[[ Information supplied open ]]

impl TradeRepository {
    /// 创建新的取引仓储
    pub fn new(store: Datastore) -> Self {
        Self { store }
    }

    // ==========================================
    // 读取操作
    // ==========================================

    /// 查询下游事业者发出的依赖（JOIN request_status）
    ///
    /// # 参数
    /// - `downstream_operator_id`: 下游事业者标识
    /// - `limit`: 返回上限
    /// - `downstream_trace_ids`: 非空时限定下游溯源标识的集合
    ///
    /// # 返回
    /// - `Ok(Vec<Trade>)`: 按 request_status.created_at 降序
    pub fn find_requests(
        &self,
        downstream_operator_id: &Uuid,
        limit: Option<usize>,
        downstream_trace_ids: &[Uuid],
    ) -> RepositoryResult<Vec<Trade>> {
        let conn = self.store.get_conn()?;

        let mut params: Vec<Value> = vec![Value::from(downstream_operator_id.to_string())];

        let mut builder = SqlQueryBuilder::new(&format!(
            "SELECT {} FROM trades t \
             INNER JOIN request_status rs ON rs.trade_id = t.trade_id",
            TRADE_COLUMNS_T
        ))
        .where_clause("t.deleted_at IS NULL")
        .where_clause("rs.deleted_at IS NULL")
        .where_clause("t.downstream_operator_id = ?");

        if !downstream_trace_ids.is_empty() {
            let in_clause = format!(
                "t.downstream_trace_id IN ({})",
                build_in_placeholders(downstream_trace_ids.len())
            );
            builder = builder.where_clause(&in_clause);
            for trace_id in downstream_trace_ids {
                params.push(Value::from(trace_id.to_string()));
            }
        }

        let sql = builder
            .order_by("rs.created_at DESC")
            .limit_if(limit)
            .build();

        let mut stmt = conn.prepare(&sql)?;
        let trades = stmt
            .query_map(params_from_iter(params.iter()), map_trade_row)?
            .collect::<Result<Vec<_>, _>>()?;

        Ok(trades)
    }

    /// 查询上游事业者需要回答的依赖（JOIN request_status）
    ///
    /// # 返回
    /// - `Ok(Vec<Trade>)`: 按 request_status.created_at 降序
    pub fn find_responses(
        &self,
        upstream_operator_id: &Uuid,
        limit: Option<usize>,
    ) -> RepositoryResult<Vec<Trade>> {
        let conn = self.store.get_conn()?;

        let sql = SqlQueryBuilder::new(&format!(
            "SELECT {} FROM trades t \
             INNER JOIN request_status rs ON rs.trade_id = t.trade_id",
            TRADE_COLUMNS_T
        ))
        .where_clause("t.deleted_at IS NULL")
        .where_clause("rs.deleted_at IS NULL")
        .where_clause("t.upstream_operator_id = ?")
        .order_by("rs.created_at DESC")
        .limit_if(limit)
        .build();

        let mut stmt = conn.prepare(&sql)?;
        let trades = stmt
            .query_map(params![upstream_operator_id.to_string()], map_trade_row)?
            .collect::<Result<Vec<_>, _>>()?;

        Ok(trades)
    }

    /// 按下游溯源标识查询第一个取引
    pub fn find_by_downstream_trace_id(&self, trace_id: &Uuid) -> RepositoryResult<Trade> {
        let conn = self.store.get_conn()?;

        let trade = conn.query_row(
            &format!(
                "SELECT {} FROM trades \
                 WHERE downstream_trace_id = ?1 AND deleted_at IS NULL \
                 ORDER BY trade_id ASC LIMIT 1",
                TRADE_COLUMNS
            ),
            params![trace_id.to_string()],
            map_trade_row,
        )?;

        Ok(trade)
    }

    /// 按取引标识查询单个取引
    pub fn find_by_trade_id(&self, trade_id: &Uuid) -> RepositoryResult<Trade> {
        let conn = self.store.get_conn()?;

        let trade = conn.query_row(
            &format!(
                "SELECT {} FROM trades WHERE trade_id = ?1 AND deleted_at IS NULL",
                TRADE_COLUMNS
            ),
            params![trade_id.to_string()],
            map_trade_row,
        )?;

        Ok(trade)
    }

    /// 按上游溯源标识查询全部取引
    pub fn list_by_upstream_trace_id(&self, trace_id: &Uuid) -> RepositoryResult<Vec<Trade>> {
        self.list_by_column("upstream_trace_id", trace_id)
    }

    /// 按下游溯源标识查询全部取引
    pub fn list_by_downstream_trace_id(&self, trace_id: &Uuid) -> RepositoryResult<Vec<Trade>> {
        self.list_by_column("downstream_trace_id", trace_id)
    }

    fn list_by_column(&self, column: &str, value: &Uuid) -> RepositoryResult<Vec<Trade>> {
        let conn = self.store.get_conn()?;

        let mut stmt = conn.prepare(&format!(
            "SELECT {} FROM trades \
             WHERE {} = ?1 AND deleted_at IS NULL \
             ORDER BY created_at DESC",
            TRADE_COLUMNS, column
        ))?;

        let trades = stmt
            .query_map(params![value.to_string()], map_trade_row)?
            .collect::<Result<Vec<_>, _>>()?;

        Ok(trades)
    }

    /// 查询事业者参与的全部取引（下游或上游）
    pub fn list_by_operator_id(&self, operator_id: &Uuid) -> RepositoryResult<Vec<Trade>> {
        let conn = self.store.get_conn()?;

        let mut stmt = conn.prepare(&format!(
            "SELECT {} FROM trades \
             WHERE (downstream_operator_id = ?1 OR upstream_operator_id = ?1) \
               AND deleted_at IS NULL \
             ORDER BY created_at DESC",
            TRADE_COLUMNS
        ))?;

        let trades = stmt
            .query_map(params![operator_id.to_string()], map_trade_row)?
            .collect::<Result<Vec<_>, _>>()?;

        Ok(trades)
    }

    /// 统计下游事业者发出的依赖数
    pub fn count_requests(&self, operator_id: &Uuid) -> RepositoryResult<i64> {
        self.count_joined("t.downstream_operator_id = ?1", operator_id)
    }

    /// 统计上游事业者需要回答的依赖数
    pub fn count_responses(&self, operator_id: &Uuid) -> RepositoryResult<i64> {
        self.count_joined("t.upstream_operator_id = ?1", operator_id)
    }

    fn count_joined(&self, predicate: &str, operator_id: &Uuid) -> RepositoryResult<i64> {
        let conn = self.store.get_conn()?;

        let count: i64 = conn.query_row(
            &format!(
                "SELECT COUNT(*) FROM trades t \
                 INNER JOIN request_status rs ON rs.trade_id = t.trade_id \
                 WHERE t.deleted_at IS NULL AND rs.deleted_at IS NULL AND {}",
                predicate
            ),
            params![operator_id.to_string()],
            |row| row.get(0),
        )?;

        Ok(count)
    }

    // ==========================================
    // 写入操作
    // ==========================================

    /// 成对落库取引与依赖状态（单事务 upsert）
    ///
    /// # 步骤
    /// 1. upsert trades（conflict: trade_id, 更新全部非主键列）
    /// 2. upsert request_status（conflict: status_id, 更新全部非主键列）
    ///
    /// # 返回
    /// - `Ok(TradeRequest)`: 落库的取引依赖对
    /// - `Err`: 任一步失败, 全部回滚
    pub fn put_request(&self, request: &TradeRequest) -> RepositoryResult<TradeRequest> {
        self.store.in_transaction(|tx| {
            upsert_trade(tx, &request.trade)?;
            upsert_request_status(tx, &request.status)?;
            Ok(())
        })?;

        tracing::debug!(
            "取引依赖落库: trade_id={} status_id={}",
            request.trade.trade_id,
            request.status.status_id
        );

        Ok(request.clone())
    }

    /// 上游回答（单事务更新取引与依赖状态, 提交后重读取引）
    ///
    /// # 步骤
    /// 1. trades.upstream_trace_id := input.trace_id, updated_at := now
    /// 2. 依赖状态更新为给定的回答状态; completed_count 给定时
    ///    同步写入 completed_count_modified_at := now
    /// 3. 提交后重读取引并返回（重读失败返回读取错误, 提交不回滚）
    pub fn put_response(
        &self,
        input: &TradeResponseInput,
        answer: &ResponseAnswer,
    ) -> RepositoryResult<Trade> {
        let now_text = format_datetime(now());

        self.store.in_transaction(|tx| {
            tx.execute(
                "UPDATE trades SET upstream_trace_id = ?1, updated_at = ?2 \
                 WHERE trade_id = ?3 AND deleted_at IS NULL",
                params![
                    input.trace_id.to_string(),
                    now_text,
                    input.trade_id.to_string(),
                ],
            )?;

            // 依赖状态与取引 1:1, 按 trade_id 定位
            match answer.completed_count {
                Some(completed_count) => {
                    tx.execute(
                        "UPDATE request_status \
                         SET cfp_response_status = ?1, trade_tree_status = ?2, \
                             completed_count = ?3, completed_count_modified_at = ?4, \
                             updated_at = ?5 \
                         WHERE trade_id = ?6 AND deleted_at IS NULL",
                        params![
                            answer.cfp_response_status.to_string(),
                            answer.trade_tree_status.to_string(),
                            completed_count,
                            now_text,
                            now_text,
                            input.trade_id.to_string(),
                        ],
                    )?;
                }
                None => {
                    tx.execute(
                        "UPDATE request_status \
                         SET cfp_response_status = ?1, trade_tree_status = ?2, updated_at = ?3 \
                         WHERE trade_id = ?4 AND deleted_at IS NULL",
                        params![
                            answer.cfp_response_status.to_string(),
                            answer.trade_tree_status.to_string(),
                            now_text,
                            input.trade_id.to_string(),
                        ],
                    )?;
                }
            }

            Ok(())
        })?;

        // 事务已提交, 重读失败原样返回读取错误
        self.find_by_trade_id(&input.trade_id)
    }

    /// 按取引标识物理删除取引
    ///
    /// # 返回
    /// - `Err(PhysicalDelete)`: 文案
    ///   "failed to physically delete record from table trades : <cause>"
    pub fn delete_by_trade_id(&self, trade_id: &Uuid) -> RepositoryResult<usize> {
        self.store.hard_delete(
            "trades",
            "trade_id = ?",
            vec![Value::from(trade_id.to_string())],
        )
    }
}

[[ Information supplied closed ]]

*Aim of the task*.
Copy every line from the records above that contains the word "predicate".

*Result of this task*.
    fn count_joined(&self, predicate: &str, operator_id: &Uuid) -> RepositoryResult<i64> {
                predicate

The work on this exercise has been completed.